**PROBLEM**
Go through the material below and return each line with the string "executors" in it.
═════ DATA SUPPLIED
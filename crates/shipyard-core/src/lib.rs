//! shipyard-core
//!
//! Deployment configuration, deterministic resource naming and Kubernetes
//! manifest rendering shared by the cluster bootstrapper and the pipeline.

pub mod config;
pub mod error;
pub mod manifest;
pub mod naming;

pub use config::{
    AppService, Application, CloudflareCredentials, DatabaseAdapter, DatabaseConfig,
    DeployConfig, ProviderCredentials, ServerGroup, ServiceConfig, DEFAULT_CONFIG_FILE,
};
pub use error::{ConfigError, ManifestError, Result};
pub use manifest::Manifests;
pub use naming::{Namer, hostname, redact};
//! Remote executor trait definition

use crate::error::Result;
use async_trait::async_trait;
use std::fmt;
use std::sync::Arc;

/// A shell command to run on a remote host.
///
/// Secrets registered with [`RemoteCommand::redacting`] are masked in
/// [`RemoteCommand::display`], which is what executors log and put into
/// error messages.
#[derive(Clone)]
pub struct RemoteCommand {
    script: String,
    stream: bool,
    secrets: Vec<String>,
}

impl RemoteCommand {
    pub fn new(script: impl Into<String>) -> Self {
        Self {
            script: script.into(),
            stream: false,
            secrets: Vec::new(),
        }
    }

    /// Surface output line by line while the command runs (long installs)
    pub fn streaming(mut self) -> Self {
        self.stream = true;
        self
    }

    pub fn redacting(mut self, secret: impl Into<String>) -> Self {
        let secret = secret.into();
        if !secret.is_empty() {
            self.secrets.push(secret);
        }
        self
    }

    pub fn script(&self) -> &str {
        &self.script
    }

    pub fn is_streaming(&self) -> bool {
        self.stream
    }

    pub fn display(&self) -> String {
        self.secrets
            .iter()
            .fold(self.script.clone(), |acc, secret| acc.replace(secret, "***"))
    }
}

impl fmt::Debug for RemoteCommand {
    fn fmt(&self, f: &mut fmt::Formatter<'_>) -> fmt::Result {
        f.debug_struct("RemoteCommand")
            .field("script", &self.display())
            .field("stream", &self.stream)
            .finish()
    }
}

/// Runs shell commands on one host.
///
/// Every implementation returns the trimmed combined output on success and a
/// [`crate::RemoteError::Command`] when the command exits non-zero.
#[async_trait]
pub trait RemoteExecutor: Send + Sync {
    /// Host this executor talks to (IP or hostname)
    fn host(&self) -> &str;

    async fn run(&self, command: RemoteCommand) -> Result<String>;

    async fn execute(&self, script: &str) -> Result<String> {
        self.run(RemoteCommand::new(script)).await
    }

    /// Run a command and discard any failure
    async fn execute_ignore_errors(&self, script: &str) -> Option<String> {
        match self.execute(script).await {
            Ok(output) => Some(output),
            Err(e) => {
                tracing::debug!(host = %self.host(), error = %e, "Ignoring remote command failure");
                None
            }
        }
    }
}

/// Opens executors for hosts.
///
/// Each call yields a fresh session; sessions are not pooled or shared.
pub trait RemoteConnector: Send + Sync {
    fn connect(&self, host: &str) -> Arc<dyn RemoteExecutor>;
}
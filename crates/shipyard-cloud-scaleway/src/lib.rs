//! Scaleway provider for shipyard
//!
//! Implements [`CloudProvider`](shipyard_cloud::CloudProvider) with the
//! Scaleway Instance, VPC and Block Storage APIs. Private networks live in a
//! region (`fr-par`), everything else in a zone (`fr-par-1`).
//!
//! # Requirements
//!
//! - `SCW_SECRET_KEY`: API secret key
//! - `SCW_DEFAULT_PROJECT_ID`: project the resources are created in

pub mod client;
mod model;
pub mod provider;

pub use client::{SCALEWAY_API_BASE, ScalewayClient};
pub use provider::{ScalewayProvider, VALID_ZONES, zone_to_region};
══════════
**EXERCISE OUTPUT**
/// [`RemoteCommand::display`], which is what executors log and put into
/// Opens executors for hosts.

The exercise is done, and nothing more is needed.